Retrieving Metadata on PDFs

aliviah · April 6, 2017

Recently, every PDF I have imported into Zotero and attempted to retrieve the metadata from has failed and I've been left with a "no matching references found", even searchable PDFs. In the past, this only happened every once in a while but for several weeks its been every single PDF I use. I need this metadata for the citations, how can I get it to work again? The code for the error report I submitted is 192633482.

dstillman · April 6, 2017

4.0.28.7

This is an extremely old version of Zotero, from October 2015. Upgrade to the latest version from the download page.

aliviah · April 6, 2017

Okay I did this, however it did not resolve the problem. The new error report is 1892333757

dstillman · April 7, 2017

OK, can you provide a Debug ID (different from a Report ID) for a retrieval attempt that fails?

aliviah · April 7, 2017

The Debug ID is D1796524728

dstillman · April 7, 2017

The document you're trying to import isn't an academic paper — it doesn't have any global identifiers (e.g., a DOI or PubMed ID) and isn't something you'd find in Google Scholar. Any document can be turned into a PDF, but that doesn't mean Zotero will be able to find metadata for it.

aliviah · April 7, 2017

Okay, thank you!

lizrohit · April 13, 2017

Mendeley is able to do it. So what I do is - I will retrieve metadata with Mendeley. And then I export the bibliography to Zotero. It is annoying that Zotero can't support this. I usually have these issues with consumer / market research or PDF printouts from research companies. It is a shame that Zotero can't do it.

dstillman · April 13, 2017

@lizrohit: Not sure what you mean by "able to do it" — my answer was specific to the PDF aliviah was trying to import. If you have examples of PDFs that work in Mendeley but that don't work in Zotero, we can take a look.

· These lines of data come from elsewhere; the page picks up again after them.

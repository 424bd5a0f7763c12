use ndarray::{Array1, ArrayView1, ArrayView2};
use serde::{Deserialize, Serialize};

use crate::{
    model::{check_rows, Regressor},
    ArtifactError, MlError,
};

/// An ordinary least-squares style model: `y = x · coefficients + intercept`.
#[derive(Debug, Clone, Serialize, Deserialize)]
pub struct Linear {
    #[serde(default, skip_serializing_if = "Option::is_none")]
    feature_names_in: Option<Vec<String>>,
    coefficients: Vec<f64>,
    intercept: f64,
}

impl Linear {
    /// Creates a new linear model.
    ///
    /// # Errors
    /// Returns `ArtifactError::Invalid` if the model has no coefficients or the
    /// feature names disagree with the number of coefficients.
    pub fn new(
        coefficients: Vec<f64>,
        intercept: f64,
        feature_names_in: Option<Vec<String>>,
    ) -> Result<Self, ArtifactError> {
        let model = Self {
            feature_names_in,
            coefficients,
            intercept,
        };
        model.validate()?;
        Ok(model)
    }

    pub(crate) fn validate(&self) -> Result<(), ArtifactError> {
        if self.coefficients.is_empty() {
            return Err(ArtifactError::Invalid("linear model has no coefficients".into()));
        }

        if let Some(names) = &self.feature_names_in {
            if names.len() != self.coefficients.len() {
                return Err(ArtifactError::Invalid(format!(
                    "{} feature names for {} coefficients",
                    names.len(),
                    self.coefficients.len()
                )));
            }
        }

        if !self.intercept.is_finite() || self.coefficients.iter().any(|c| !c.is_finite()) {
            return Err(ArtifactError::Invalid("linear model has non-finite weights".into()));
        }

        Ok(())
    }
}

impl Regressor for Linear {
    fn num_features(&self) -> usize {
        self.coefficients.len()
    }

    fn feature_names(&self) -> Option<&[String]> {
        self.feature_names_in.as_deref()
    }

    fn predict(&self, rows: ArrayView2<f64>) -> Result<Array1<f64>, MlError> {
        check_rows(&rows, self.num_features())?;
        let coefficients = ArrayView1::from(self.coefficients.as_slice());
        Ok(rows.dot(&coefficients) + self.intercept)
    }
}
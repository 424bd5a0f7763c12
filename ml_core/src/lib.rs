mod artifact;
mod error;
mod forest;
mod linear;
mod model;

pub use artifact::ModelArtifact;
pub use error::{ArtifactError, MlError};
pub use forest::{Forest, Tree};
pub use linear::Linear;
pub use model::Regressor;
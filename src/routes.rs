use actix_web::{web, HttpResponse};
use serde_json::{Map, Value};

use crate::{error::ServiceError, loader::ModelState, predict::predict};

/// Largest request body accepted; bigger bodies are answered with 413.
pub const MAX_BODY_BYTES: usize = 4 * 1024 * 1024;

/// Registers the prediction endpoint. Expects `web::Data<ModelState>` in the app data.
pub fn configure(cfg: &mut web::ServiceConfig) {
    cfg.service(
        web::resource("/predict_stress_score")
            .app_data(web::PayloadConfig::new(MAX_BODY_BYTES))
            .route(web::post().to(predict_stress_score)),
    );
}

async fn predict_stress_score(
    state: web::Data<ModelState>,
    body: web::Bytes,
) -> Result<HttpResponse, ServiceError> {
    let payload = parse_payload(&body);
    let prediction = predict(&state, &payload)?;
    Ok(HttpResponse::Ok().json(prediction))
}

/// Parses the body as JSON regardless of content type; anything but an object is empty.
fn parse_payload(body: &[u8]) -> Map<String, Value> {
    match serde_json::from_slice(body) {
        Ok(Value::Object(map)) => map,
        _ => Map::new(),
    }
}

#[cfg(test)]
mod tests {
    use super::*;

    #[test]
    fn objects_are_kept() {
        let payload = parse_payload(br#"{"age": 20, "gender": "male"}"#);
        assert_eq!(payload.len(), 2);
        assert_eq!(payload["age"], 20);
    }

    #[test]
    fn non_objects_are_empty() {
        let bodies: [&[u8]; 6] = [b"[1, 2, 3]", b"42", b"\"male\"", b"null", b"{not json", b""];
        for body in bodies {
            assert!(parse_payload(body).is_empty());
        }
    }
}
use std::path::Path;

use log::{error, info, warn};
use ml_core::{ModelArtifact, Regressor};

use crate::features::FALLBACK_FEATURE_NAMES;

/// A model ready to serve, together with the column order it was trained on.
pub struct LoadedModel {
    model: Box<dyn Regressor>,
    feature_names: Vec<String>,
}

impl LoadedModel {
    /// Wraps `model`, adopting its recorded feature names or the fallback order.
    pub fn new(model: impl Regressor + 'static) -> Self {
        let feature_names = match model.feature_names() {
            Some(names) => {
                info!("model feature names detected: {names:?}");
                names.to_vec()
            }
            None => {
                warn!("model records no feature names; using fallback feature list");
                FALLBACK_FEATURE_NAMES.iter().map(|s| s.to_string()).collect()
            }
        };

        if feature_names.len() != model.num_features() {
            warn!(
                "model expects {} features but {} feature names are in use",
                model.num_features(),
                feature_names.len()
            );
        }

        Self {
            model: Box::new(model),
            feature_names,
        }
    }

    pub fn model(&self) -> &dyn Regressor {
        self.model.as_ref()
    }

    /// The exact column order rows must follow.
    pub fn feature_names(&self) -> &[String] {
        &self.feature_names
    }
}

/// The outcome of the one-time startup load.
pub enum ModelState {
    Ready(LoadedModel),
    Unavailable,
}

impl ModelState {
    /// Loads the artifact at `path`.
    ///
    /// Failures are logged and yield `ModelState::Unavailable` so the service
    /// can still start and report the missing model per request.
    pub fn load(path: &Path) -> Self {
        info!("loading model from {}", path.display());

        match ModelArtifact::load(path) {
            Ok(artifact) => {
                info!("{} model loaded successfully", artifact.kind());
                Self::Ready(LoadedModel::new(artifact))
            }
            Err(e) => {
                error!("error loading model: {e}");
                Self::Unavailable
            }
        }
    }

    /// Returns the loaded model, if any.
    pub fn loaded(&self) -> Option<&LoadedModel> {
        match self {
            Self::Ready(model) => Some(model),
            Self::Unavailable => None,
        }
    }
}

impl From<LoadedModel> for ModelState {
    fn from(model: LoadedModel) -> Self {
        Self::Ready(model)
    }
}

#[cfg(test)]
mod tests {
    use std::fs;

    use super::*;

    const EIGHT_COEFS: &str = "[1.0,0.0,0.0,0.0,0.0,0.0,0.0,0.0]";

    #[test]
    fn missing_artifact_is_unavailable() {
        let tmp = tempfile::tempdir().unwrap();
        let state = ModelState::load(&tmp.path().join("student_stress_model.json"));
        assert!(state.loaded().is_none());
    }

    #[test]
    fn corrupt_artifact_is_unavailable() {
        let tmp = tempfile::tempdir().unwrap();
        let path = tmp.path().join("model.json");
        fs::write(&path, "not a model").unwrap();

        assert!(ModelState::load(&path).loaded().is_none());
    }

    #[test]
    fn falls_back_to_canonical_feature_order() {
        let tmp = tempfile::tempdir().unwrap();
        let path = tmp.path().join("model.json");
        let json = format!(r#"{{"kind":"linear","coefficients":{EIGHT_COEFS},"intercept":0.0}}"#);
        fs::write(&path, json).unwrap();

        let state = ModelState::load(&path);
        let model = state.loaded().unwrap();

        assert_eq!(model.feature_names(), FALLBACK_FEATURE_NAMES);
        assert_eq!(model.model().num_features(), 8);
    }

    #[test]
    fn adopts_recorded_feature_names() {
        let tmp = tempfile::tempdir().unwrap();
        let path = tmp.path().join("model.json");
        fs::write(
            &path,
            r#"{"kind":"linear","feature_names_in":["Academic_Pressure","Age"],
                "coefficients":[1.0,2.0],"intercept":0.0}"#,
        )
        .unwrap();

        let state = ModelState::load(&path);
        let model = state.loaded().unwrap();

        assert_eq!(model.feature_names(), ["Academic_Pressure", "Age"]);
    }
}
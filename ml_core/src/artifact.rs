use std::{fs, path::Path};

use ndarray::{Array1, ArrayView2};
use serde::{Deserialize, Serialize};

use crate::{forest::Forest, linear::Linear, ArtifactError, MlError, Regressor};

/// A trained model as exported to disk at training time.
///
/// The JSON form is tagged by `kind`:
/// `{"kind": "linear", "coefficients": [...], "intercept": ...}` or
/// `{"kind": "tree_ensemble", "n_features": ..., "trees": [...]}`, both with an
/// optional `feature_names_in` list.
#[derive(Debug, Clone, Serialize, Deserialize)]
#[serde(tag = "kind", rename_all = "snake_case")]
pub enum ModelArtifact {
    Linear(Linear),
    TreeEnsemble(Forest),
}

impl ModelArtifact {
    /// Reads and validates an artifact from `path`.
    ///
    /// # Errors
    /// Returns an `ArtifactError` if the file can't be read, isn't a known
    /// model kind, or describes an unusable model.
    pub fn load(path: impl AsRef<Path>) -> Result<Self, ArtifactError> {
        let path = path.as_ref();
        let content = fs::read_to_string(path).map_err(|source| ArtifactError::Io {
            path: path.to_path_buf(),
            source,
        })?;

        Self::from_json(&content)
    }

    /// Parses and validates an artifact from its JSON text.
    ///
    /// # Errors
    /// Returns an `ArtifactError` if the text isn't a valid artifact.
    pub fn from_json(content: &str) -> Result<Self, ArtifactError> {
        let artifact: Self = serde_json::from_str(content)?;
        artifact.validate()?;
        Ok(artifact)
    }

    fn validate(&self) -> Result<(), ArtifactError> {
        match self {
            Self::Linear(model) => model.validate(),
            Self::TreeEnsemble(model) => model.validate(),
        }
    }

    /// Short human-readable name of the model kind, for logs.
    pub fn kind(&self) -> &'static str {
        match self {
            Self::Linear(_) => "linear",
            Self::TreeEnsemble(_) => "tree_ensemble",
        }
    }

    fn inner(&self) -> &dyn Regressor {
        match self {
            Self::Linear(model) => model,
            Self::TreeEnsemble(model) => model,
        }
    }
}

impl Regressor for ModelArtifact {
    fn num_features(&self) -> usize {
        self.inner().num_features()
    }

    fn feature_names(&self) -> Option<&[String]> {
        self.inner().feature_names()
    }

    fn predict(&self, rows: ArrayView2<f64>) -> Result<Array1<f64>, MlError> {
        self.inner().predict(rows)
    }
}

#[cfg(test)]
mod tests {
    use ndarray::array;

    use super::*;

    #[test]
    fn loads_linear_artifact_from_file() {
        let tmp = tempfile::tempdir().unwrap();
        let path = tmp.path().join("model.json");
        fs::write(
            &path,
            r#"{"kind":"linear","coefficients":[0.5,0.5],"intercept":0.1}"#,
        )
        .unwrap();

        let artifact = ModelArtifact::load(&path).unwrap();

        assert_eq!(artifact.kind(), "linear");
        assert_eq!(artifact.num_features(), 2);
        assert!(artifact.feature_names().is_none());
        let y = artifact.predict(array![[1.0, 1.0]].view()).unwrap();
        assert!((y[0] - 1.1).abs() < 1e-12);
    }

    #[test]
    fn exposes_recorded_feature_names() {
        let artifact = ModelArtifact::from_json(
            r#"{
                "kind": "tree_ensemble",
                "feature_names_in": ["a", "b"],
                "n_features": 2,
                "trees": [{
                    "children_left": [-1],
                    "children_right": [-1],
                    "feature": [-2],
                    "threshold": [-2.0],
                    "value": [0.7]
                }]
            }"#,
        )
        .unwrap();

        assert_eq!(artifact.kind(), "tree_ensemble");
        assert_eq!(
            artifact.feature_names(),
            Some(&["a".to_string(), "b".to_string()][..])
        );
        let y = artifact.predict(array![[3.0, 4.0]].view()).unwrap();
        assert_eq!(y[0], 0.7);
    }

    #[test]
    fn missing_file_is_io_error() {
        let tmp = tempfile::tempdir().unwrap();
        let err = ModelArtifact::load(tmp.path().join("absent.json")).unwrap_err();
        assert!(matches!(err, ArtifactError::Io { .. }));
    }

    #[test]
    fn unknown_kind_is_parse_error() {
        let err = ModelArtifact::from_json(r#"{"kind":"svm","support":[]}"#).unwrap_err();
        assert!(matches!(err, ArtifactError::Parse(_)));
    }

    #[test]
    fn garbage_is_parse_error() {
        let err = ModelArtifact::from_json("\u{80}PICKLE").unwrap_err();
        assert!(matches!(err, ArtifactError::Parse(_)));
    }

    #[test]
    fn structurally_invalid_model_is_rejected() {
        let err = ModelArtifact::from_json(
            r#"{"kind":"linear","coefficients":[1.0],"intercept":0.0,"feature_names_in":["a","b"]}"#,
        )
        .unwrap_err();
        assert!(matches!(err, ArtifactError::Invalid(_)));
    }
}
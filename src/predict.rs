use std::{
    any::Any,
    panic::{self, AssertUnwindSafe},
};

use anyhow::{anyhow, bail, Context};
use log::error;
use serde::Serialize;
use serde_json::{Map, Value};

use crate::{
    error::ServiceError,
    features::StudentProfile,
    loader::{LoadedModel, ModelState},
};

pub const SUCCESS_STATUS: &str = "Prediction successful";

/// Body of a successful prediction.
#[derive(Debug, Clone, PartialEq, Serialize)]
pub struct Prediction {
    pub predicted_score: f64,
    pub status: &'static str,
}

/// Scores a single payload against the loaded model.
///
/// # Errors
/// Returns `ServiceError::ModelUnavailable` without touching the payload if no
/// model was loaded, and `ServiceError::FeatureProcessing` if building the row
/// or running the model fails.
pub fn predict(state: &ModelState, payload: &Map<String, Value>) -> Result<Prediction, ServiceError> {
    let model = state.loaded().ok_or(ServiceError::ModelUnavailable)?;

    score(model, payload).map_err(|e| {
        error!("prediction error: {e:?}");
        ServiceError::FeatureProcessing(e)
    })
}

fn score(model: &LoadedModel, payload: &Map<String, Value>) -> anyhow::Result<Prediction> {
    let profile = StudentProfile::from_payload(payload)?;
    let raw = run_model(model, &profile)?;

    Ok(Prediction {
        predicted_score: to_stress_score(raw)?,
        status: SUCCESS_STATUS,
    })
}

/// Runs the model on the profile's row and returns its single output.
///
/// A panicking model is reported as an error instead of unwinding into the
/// server.
fn run_model(model: &LoadedModel, profile: &StudentProfile) -> anyhow::Result<f64> {
    let row = profile.to_row(model.feature_names());

    let preds = panic::catch_unwind(AssertUnwindSafe(|| model.model().predict(row.view())))
        .map_err(|payload| anyhow!("model panicked: {}", panic_message(&*payload)))?
        .context("model rejected the feature row")?;

    preds
        .first()
        .copied()
        .ok_or_else(|| anyhow!("model returned no predictions"))
}

fn panic_message(payload: &(dyn Any + Send)) -> &str {
    payload
        .downcast_ref::<&str>()
        .copied()
        .or_else(|| payload.downcast_ref::<String>().map(String::as_str))
        .unwrap_or("unknown panic")
}

/// Maps a raw model output onto the 0–100 stress scale.
///
/// Outputs up to `1.0` are read as fractions and multiplied by 100; larger
/// outputs are taken as already on the 0–100 scale. The result is clamped to
/// `[0, 100]` and rounded to 2 decimals.
///
/// # Errors
/// Returns an error if `raw` is NaN.
pub fn to_stress_score(raw: f64) -> anyhow::Result<f64> {
    if raw.is_nan() {
        bail!("model returned NaN");
    }

    let score = if raw <= 1.0 { raw * 100.0 } else { raw };
    Ok(round2(score.clamp(0.0, 100.0)))
}

/// Rounds to 2 decimals, ties to even on the exact binary value.
///
/// `{:.2}` formatting rounds the exact decimal expansion half-to-even, so
/// `2.125` becomes `2.12` while `2.375` becomes `2.38`.
fn round2(x: f64) -> f64 {
    format!("{x:.2}").parse().unwrap_or(x)
}
use std::fmt;

use actix_web::{http::StatusCode, HttpResponse, ResponseError};
use serde_json::json;

/// All errors a prediction request can end in.
#[derive(Debug)]
pub enum ServiceError {
    /// The artifact failed to load at startup.
    ModelUnavailable,
    /// Coercing the payload, building the row or running the model failed.
    FeatureProcessing(anyhow::Error),
}

impl fmt::Display for ServiceError {
    fn fmt(&self, f: &mut fmt::Formatter<'_>) -> fmt::Result {
        match self {
            Self::ModelUnavailable => write!(f, "Model not loaded on server."),
            Self::FeatureProcessing(_) => write!(f, "Feature processing failed"),
        }
    }
}

impl std::error::Error for ServiceError {
    fn source(&self) -> Option<&(dyn std::error::Error + 'static)> {
        match self {
            Self::FeatureProcessing(e) => Some(&**e),
            Self::ModelUnavailable => None,
        }
    }
}

impl From<anyhow::Error> for ServiceError {
    fn from(e: anyhow::Error) -> Self {
        Self::FeatureProcessing(e)
    }
}

impl ResponseError for ServiceError {
    fn status_code(&self) -> StatusCode {
        StatusCode::INTERNAL_SERVER_ERROR
    }

    fn error_response(&self) -> HttpResponse {
        let body = match self {
            Self::ModelUnavailable => json!({ "error": self.to_string() }),
            Self::FeatureProcessing(e) => json!({
                "error": self.to_string(),
                "details": format!("{e:#}"),
                "traceback": format!("{e:?}"),
            }),
        };

        HttpResponse::build(self.status_code()).json(body)
    }
}

#[cfg(test)]
mod tests {
    use actix_web::body::to_bytes;
    use anyhow::anyhow;
    use serde_json::Value;

    use super::*;

    async fn body_of(err: ServiceError) -> Value {
        let resp = err.error_response();
        assert_eq!(resp.status(), StatusCode::INTERNAL_SERVER_ERROR);
        let bytes = to_bytes(resp.into_body()).await.unwrap();
        serde_json::from_slice(&bytes).unwrap()
    }

    #[actix_rt::test]
    async fn unavailable_body_has_only_error() {
        let body = body_of(ServiceError::ModelUnavailable).await;
        assert_eq!(body, json!({ "error": "Model not loaded on server." }));
    }

    #[actix_rt::test]
    async fn processing_body_carries_details_and_trace() {
        let err = anyhow!("shape mismatch for features: got 3, expected 8")
            .context("model rejected the feature row");

        let body = body_of(ServiceError::from(err)).await;

        assert_eq!(body["error"], "Feature processing failed");
        assert_eq!(
            body["details"],
            "model rejected the feature row: shape mismatch for features: got 3, expected 8"
        );
        let trace = body["traceback"].as_str().unwrap();
        assert!(trace.contains("Caused by"));
        assert!(trace.contains("got 3, expected 8"));
    }
}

It's unlikely that any software could extract high-quality metadata from random non-academic PDFs without also generating a lot of junk data (which was the case with Mendeley in the past, though I thought they stopped using that method). It's possible they're using metadata that other users have entered for the same files, which is something we hope to start doing, but there are various privacy considerations there (e.g., we'd only draw from files in public libraries).

DWL-SDCA · April 13, 2017

Please be very cautious about user data. At several points I've tried Mendeley's user metadata and at least 30 percent of the time records contained major inaccuracies. Some were so bad that we suspected sabotage by trolls. Other problems were clearly there because the person who entered the metadata never thought beyond their own use/purposes. Some were filler: ISSNs 1234-5678, 9999-9999, etc. DOIs of journal articles that didn't begin with 10 (or even with a numeral). Publication place with "unknown" "Unknown City" "Needs Verification" "Maybe Chicago" Lots and lots of journal name, publisher name, book titles, that had spelling errors or obvious "fat-finger" typos. My belief is bad data is worse than no data. When user-supplied data is necessary, the source is probably difficult to find. This suggests that it might be difficult for secondary users to recognize that there are problems with the metadata. I also believe that 1) one should never, ever cite something unread; and 2) sometimes it will be necessary to hand enter metadata.

dstillman · April 13, 2017

Yes, we'd only use data that we had a high confidence was accurate, through various methods, for exactly these reasons.

When user-supplied data is necessary, the source is probably difficult to find.

There's no reason to think this is true. This thread is just about PDFs that people download that aren't academic papers. E.g., the PDF from aliviah above was just a PDF from an organization's website. If you save them via Zotero, they'll already have a correct URL, and the relevant metadata is quite possibly on the first page of the PDF or on the page it was downloaded from. It just doesn't have a non-URL identifier and isn't in Google Scholar. But there's no reason everybody should need to enter the same fields by hand over and over.